Internal watchdog will investigate Zinke’s Montana land deal tied to Halliburton

The Interior Secretary's meetings with energy executives have drawn scrutiny.

CREDIT: Tom Williams/CQ Roll Call
CREDIT: Tom Williams/CQ Roll Call

The Interior Department’s internal watchdog will probe Secretary Ryan Zinke’s role in a land deal backed by the chairman of one of the world’s largest oil field companies. The announcement follows a week of growing demands from Democrats calling for an investigation into Zinke’s involvement with the deal.

In a letter released Thursday by House Democrats, Interior Deputy Inspector General Mary L. Kendall wrote that the department’s watchdog office would examine “reported ongoing involvement in and use of taxpayer resources to advance land developments in Whitefish, Montana.” The letter, sent Wednesday, was addressed to Reps. Raul Grijalva (AZ), Donald McEachin (VA), and Jared Huffman (CA).

Politico first reported last week that a foundation established by Zinke and currently led by his wife Lola Zinke is playing a leading role in a multimillion dollar real estate deal backed by Halliburton chairman David Lesar and developed in Whitefish, Montana — Zinke’s hometown. Halliburton, an oil giant, would benefit from any Interior move to open up public lands for oil drilling, something Zinke would oversee.

The deal, called 95 Karrow, has been floated by Zinke since 2012 and includes hotel and retail development proposals, including a microbrewery. Lesar is financially backing the effort and Democrats have expressed concerns that the deal raises ethics questions, with Zinke set to financially benefit and Lesar’s involvement seen as a conflict of interest.

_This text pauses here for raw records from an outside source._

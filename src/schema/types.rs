//! Avro schema model.
//!
//! A schema is a closed tree of [`AvroSchema`] nodes. Named types (records,
//! enums, fixed) are defined once; later uses of the same type, including
//! recursive self-references, appear as [`AvroSchema::Named`] and are looked
//! up through a [`SchemaResolutionContext`](super::SchemaResolutionContext).

use std::collections::HashSet;

use serde_json::{json, Map, Value};

/// Represents an Avro schema.
#[derive(Debug, Clone, PartialEq)]
pub enum AvroSchema {
    /// Null type - no value.
    Null,
    /// Boolean type.
    Boolean,
    /// 32-bit signed integer.
    Int,
    /// 64-bit signed integer.
    Long,
    /// 32-bit IEEE 754 floating-point.
    Float,
    /// 64-bit IEEE 754 floating-point.
    Double,
    /// Sequence of bytes.
    Bytes,
    /// Unicode string.
    String,

    /// Record type with named fields.
    Record(RecordSchema),
    /// Enumeration type.
    Enum(EnumSchema),
    /// Array of items with a single schema.
    Array(Box<AvroSchema>),
    /// Map with string keys and values of a single schema.
    Map(Box<AvroSchema>),
    /// Union of multiple schemas.
    Union(Vec<AvroSchema>),
    /// Fixed-size byte array.
    Fixed(FixedSchema),

    /// Reference by full name to a named type defined elsewhere in the tree.
    Named(String),

    /// Logical type decorating a primitive or fixed base.
    Logical(LogicalType),
}

/// Join a namespace and a simple name into a full name.
pub(crate) fn qualify(namespace: Option<&str>, name: &str) -> String {
    match namespace {
        Some(ns) if !ns.is_empty() => format!("{}.{}", ns, name),
        _ => name.to_string(),
    }
}

/// Common JSON attributes of named types.
fn named_json(
    kind: &str,
    name: &str,
    namespace: &Option<String>,
    doc: &Option<String>,
    aliases: &[String],
) -> Map<String, Value> {
    let mut obj = Map::new();
    obj.insert("type".to_string(), json!(kind));
    obj.insert("name".to_string(), json!(name));
    if let Some(ns) = namespace {
        obj.insert("namespace".to_string(), json!(ns));
    }
    if let Some(doc) = doc {
        obj.insert("doc".to_string(), json!(doc));
    }
    if !aliases.is_empty() {
        obj.insert("aliases".to_string(), json!(aliases));
    }
    obj
}

/// Schema for a record type.
#[derive(Debug, Clone, PartialEq)]
pub struct RecordSchema {
    /// Simple name of the record.
    pub name: String,
    /// Optional namespace.
    pub namespace: Option<String>,
    /// Fields in declaration (and wire) order.
    pub fields: Vec<FieldSchema>,
    /// Optional documentation.
    pub doc: Option<String>,
    /// Aliases for this record.
    pub aliases: Vec<String>,
}

impl RecordSchema {
    /// Create a new RecordSchema with the given name and fields.
    pub fn new(name: impl Into<String>, fields: Vec<FieldSchema>) -> Self {
        Self {
            name: name.into(),
            namespace: None,
            fields,
            doc: None,
            aliases: Vec::new(),
        }
    }

    /// Set the namespace.
    pub fn with_namespace(mut self, namespace: impl Into<String>) -> Self {
        self.namespace = Some(namespace.into());
        self
    }

    /// Set the documentation.
    pub fn with_doc(mut self, doc: impl Into<String>) -> Self {
        self.doc = Some(doc.into());
        self
    }

    /// Get the fully qualified name.
    pub fn fullname(&self) -> String {
        qualify(self.namespace.as_deref(), &self.name)
    }

    /// Position of a field by name.
    pub fn field_index(&self, name: &str) -> Option<usize> {
        self.fields.iter().position(|f| f.name == name)
    }

    /// Look up a field by name.
    pub fn field(&self, name: &str) -> Option<&FieldSchema> {
        self.fields.iter().find(|f| f.name == name)
    }

    fn json_value(&self, seen: &mut HashSet<String>) -> Value {
        let mut obj = named_json(
            "record",
            &self.name,
            &self.namespace,
            &self.doc,
            &self.aliases,
        );
        let fields: Vec<Value> = self.fields.iter().map(|f| f.json_value(seen)).collect();
        obj.insert("fields".to_string(), Value::Array(fields));
        Value::Object(obj)
    }
}

/// Schema for a field within a record.
#[derive(Debug, Clone, PartialEq)]
pub struct FieldSchema {
    /// The name of the field.
    pub name: String,
    /// The schema of the field's value.
    pub schema: AvroSchema,
    /// Default used when a written record omits the field.
    pub default: Option<Value>,
    /// Optional documentation.
    pub doc: Option<String>,
    /// Sort order hint.
    pub order: FieldOrder,
    /// Aliases for this field.
    pub aliases: Vec<String>,
}

impl FieldSchema {
    /// Create a new FieldSchema with the given name and schema.
    pub fn new(name: impl Into<String>, schema: AvroSchema) -> Self {
        Self {
            name: name.into(),
            schema,
            default: None,
            doc: None,
            order: FieldOrder::Ascending,
            aliases: Vec::new(),
        }
    }

    /// Set the default value.
    pub fn with_default(mut self, default: Value) -> Self {
        self.default = Some(default);
        self
    }

    /// Set the documentation.
    pub fn with_doc(mut self, doc: impl Into<String>) -> Self {
        self.doc = Some(doc.into());
        self
    }

    fn json_value(&self, seen: &mut HashSet<String>) -> Value {
        let mut obj = Map::new();
        obj.insert("name".to_string(), json!(&self.name));
        obj.insert("type".to_string(), self.schema.json_value(seen));
        if let Some(default) = &self.default {
            obj.insert("default".to_string(), default.clone());
        }
        if let Some(doc) = &self.doc {
            obj.insert("doc".to_string(), json!(doc));
        }
        if self.order != FieldOrder::Ascending {
            obj.insert("order".to_string(), json!(self.order.as_str()));
        }
        if !self.aliases.is_empty() {
            obj.insert("aliases".to_string(), json!(&self.aliases));
        }
        Value::Object(obj)
    }
}

/// Field ordering for record comparison.
#[derive(Debug, Clone, Copy, PartialEq, Eq, Default)]
pub enum FieldOrder {
    #[default]
    Ascending,
    Descending,
    Ignore,
}

impl FieldOrder {
    pub fn as_str(&self) -> &'static str {
        match self {
            FieldOrder::Ascending => "ascending",
            FieldOrder::Descending => "descending",
            FieldOrder::Ignore => "ignore",
        }
    }
}

/// Schema for an enumeration type.
#[derive(Debug, Clone, PartialEq)]
pub struct EnumSchema {
    /// Simple name of the enum.
    pub name: String,
    /// Optional namespace.
    pub namespace: Option<String>,
    /// Symbols in index order.
    pub symbols: Vec<String>,
    /// Optional documentation.
    pub doc: Option<String>,
    /// Aliases for this enum.
    pub aliases: Vec<String>,
    /// Default symbol.
    pub default: Option<String>,
}

impl EnumSchema {
    /// Create a new EnumSchema with the given name and symbols.
    pub fn new(name: impl Into<String>, symbols: Vec<String>) -> Self {
        Self {
            name: name.into(),
            namespace: None,
            symbols,
            doc: None,
            aliases: Vec::new(),
            default: None,
        }
    }

    /// Set the namespace.
    pub fn with_namespace(mut self, namespace: impl Into<String>) -> Self {
        self.namespace = Some(namespace.into());
        self
    }

    /// Get the fully qualified name.
    pub fn fullname(&self) -> String {
        qualify(self.namespace.as_deref(), &self.name)
    }

    /// Get the index of a symbol.
    pub fn symbol_index(&self, symbol: &str) -> Option<usize> {
        self.symbols.iter().position(|s| s == symbol)
    }

    fn json_value(&self) -> Value {
        let mut obj = named_json("enum", &self.name, &self.namespace, &self.doc, &self.aliases);
        obj.insert("symbols".to_string(), json!(&self.symbols));
        if let Some(default) = &self.default {
            obj.insert("default".to_string(), json!(default));
        }
        Value::Object(obj)
    }
}

/// Schema for a fixed-size byte array.
#[derive(Debug, Clone, PartialEq)]
pub struct FixedSchema {
    /// Simple name of the fixed type.
    pub name: String,
    /// Optional namespace.
    pub namespace: Option<String>,
    /// The size in bytes.
    pub size: usize,
    /// Optional documentation.
    pub doc: Option<String>,
    /// Aliases for this fixed type.
    pub aliases: Vec<String>,
}

impl FixedSchema {
    /// Create a new FixedSchema with the given name and size.
    pub fn new(name: impl Into<String>, size: usize) -> Self {
        Self {
            name: name.into(),
            namespace: None,
            size,
            doc: None,
            aliases: Vec::new(),
        }
    }

    /// Set the namespace.
    pub fn with_namespace(mut self, namespace: impl Into<String>) -> Self {
        self.namespace = Some(namespace.into());
        self
    }

    /// Get the fully qualified name.
    pub fn fullname(&self) -> String {
        qualify(self.namespace.as_deref(), &self.name)
    }

    fn json_map(&self) -> Map<String, Value> {
        let mut obj = named_json("fixed", &self.name, &self.namespace, &self.doc, &self.aliases);
        obj.insert("size".to_string(), json!(self.size));
        obj
    }
}

/// Logical type wrapper around a base schema.
#[derive(Debug, Clone, PartialEq)]
pub struct LogicalType {
    /// The underlying Avro schema.
    pub base: Box<AvroSchema>,
    /// The logical type name and parameters.
    pub logical_type: LogicalTypeName,
}

impl LogicalType {
    /// Create a new LogicalType.
    pub fn new(base: AvroSchema, logical_type: LogicalTypeName) -> Self {
        Self {
            base: Box::new(base),
            logical_type,
        }
    }

    /// The logical attributes are merged into the base type's object form.
    fn json_value(&self, seen: &mut HashSet<String>) -> Value {
        let mut obj = match &*self.base {
            AvroSchema::Fixed(f) => {
                seen.insert(f.fullname());
                f.json_map()
            }
            base => match base.json_value(seen) {
                Value::Object(m) => m,
                other => {
                    let mut m = Map::new();
                    m.insert("type".to_string(), other);
                    m
                }
            },
        };

        obj.insert("logicalType".to_string(), json!(self.logical_type.name()));
        if let LogicalTypeName::Decimal { precision, scale } = &self.logical_type {
            obj.insert("precision".to_string(), json!(precision));
            if *scale > 0 {
                obj.insert("scale".to_string(), json!(scale));
            }
        }
        Value::Object(obj)
    }
}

In 2014, Lesar and his wife gave the maximum campaign contribution of $10,400 to Zinke’s first congressional campaign, part of a long friendship between the two families. On Aug. 3 last year, Zinke met with Lesar, his son, and 95 Karrow lead project developer Casey Malmquist in his Interior Department office and later had dinner with all three men. Malmquist told Politico that no 95 Karrow conversations occurred in Zinke’s office.

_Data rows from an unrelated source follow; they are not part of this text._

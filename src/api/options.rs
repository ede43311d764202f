//! Options for writing tables.
//!
//! `WriteOptions` is the configuration surface of the table writers: an
//! optional explicit schema and the block codec, plus header metadata and
//! an optional block size threshold.

use crate::codec::Codec;
use crate::error::CodecError;
use crate::schema::AvroSchema;
use crate::writer::WriterConfig;

/// Options for [`write_table`](super::write_table) and friends.
///
/// # Example
/// ```
/// use tarmac::api::WriteOptions;
/// use tarmac::codec::Codec;
///
/// let opts = WriteOptions::new().with_compress_name("deflate")?;
/// assert_eq!(opts.compress, Codec::Deflate);
/// assert!(WriteOptions::new().with_compress_name("snappy").is_err());
/// # Ok::<(), tarmac::error::CodecError>(())
/// ```
#[derive(Clone, Debug, Default, PartialEq)]
pub struct WriteOptions {
    /// Schema to write with (default: taken from the source, else inferred).
    pub schema: Option<AvroSchema>,

    /// Block codec (default: null).
    pub compress: Codec,

    /// User metadata for the file header.
    pub metadata: Vec<(String, Vec<u8>)>,

    /// Flush a block whenever this many encoded bytes are pending.
    ///
    /// Without it a block is written per source partition, or one block
    /// holds every row.
    pub block_size_bytes: Option<usize>,
}

impl WriteOptions {
    /// Create a new `WriteOptions` with default values.
    pub fn new() -> Self {
        Self::default()
    }

    /// Write with an explicit schema.
    pub fn with_schema(mut self, schema: AvroSchema) -> Self {
        self.schema = Some(schema);
        self
    }

    pub fn with_compress(mut self, codec: Codec) -> Self {
        self.compress = codec;
        self
    }

    /// Select the codec by name.
    ///
    /// Unknown and disabled codecs fail here rather than at write time.
    pub fn with_compress_name(mut self, name: &str) -> Result<Self, CodecError> {
        let codec = Codec::from_name(name)?;
        codec.ensure_enabled()?;
        self.compress = codec;
        Ok(self)
    }

    pub fn with_metadata(mut self, key: impl Into<String>, value: impl Into<Vec<u8>>) -> Self {
        self.metadata.push((key.into(), value.into()));
        self
    }

    pub fn with_block_size_bytes(mut self, bytes: usize) -> Self {
        self.block_size_bytes = Some(bytes);
        self
    }

    /// The container writer configuration these options describe.
    pub fn writer_config(&self) -> WriterConfig {
        WriterConfig {
            codec: self.compress,
            metadata: self.metadata.clone(),
            block_size_bytes: self.block_size_bytes,
        }
    }
}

The former director of the Office of Government Ethics under President Bush told Politico that the relationship between Zinke and Lesar was a red flag. “That Halliburton’s chairman would almost be a business partner of Zinke or his wife, he would have to recuse himself from anything involving Halliburton,” Marilyn Glynn said.

Some 500 million acres of public lands are currently under Zinke’s oversight. The Trump administration has worked to open up public lands for fossil fuel extraction, something oil companies like Halliburton have largely supported.

Kendall, the Interior inspector general, told Democrats that a complaint had been opened as of June 20, a day after the news broke, and that the office “will review your concerns and specific questions during the course of the initial review.”

Rep. Grijalva praised the move on Thursday in a statement calling for scrutiny of Zinke’s actions.

“Secretary Zinke doesn’t seem to take his responsibility to the public seriously, said Grijalva. “This formal investigation is one of many he’s managed to pile up in his short and undistinguished tenure, and I join my Democratic colleagues in seeking the transparency and accountability that Republicans have so far not provided.”


The investigation coincides with a separate failed attempt to probe Zinke’s actions as head of the Interior Department. On Wednesday, the Government Accountability Office (GAO) wrote House Democrats to say the office could not ascertain whether Zinke had threatened Alaska Senator Lisa Murkowski (R) via phone call over her vote on the Affordable Care Act. GAO’s general counsel, Thomas Armstrong, said the office could not issue a decision because Zinke’s office refused to cooperate with the probe.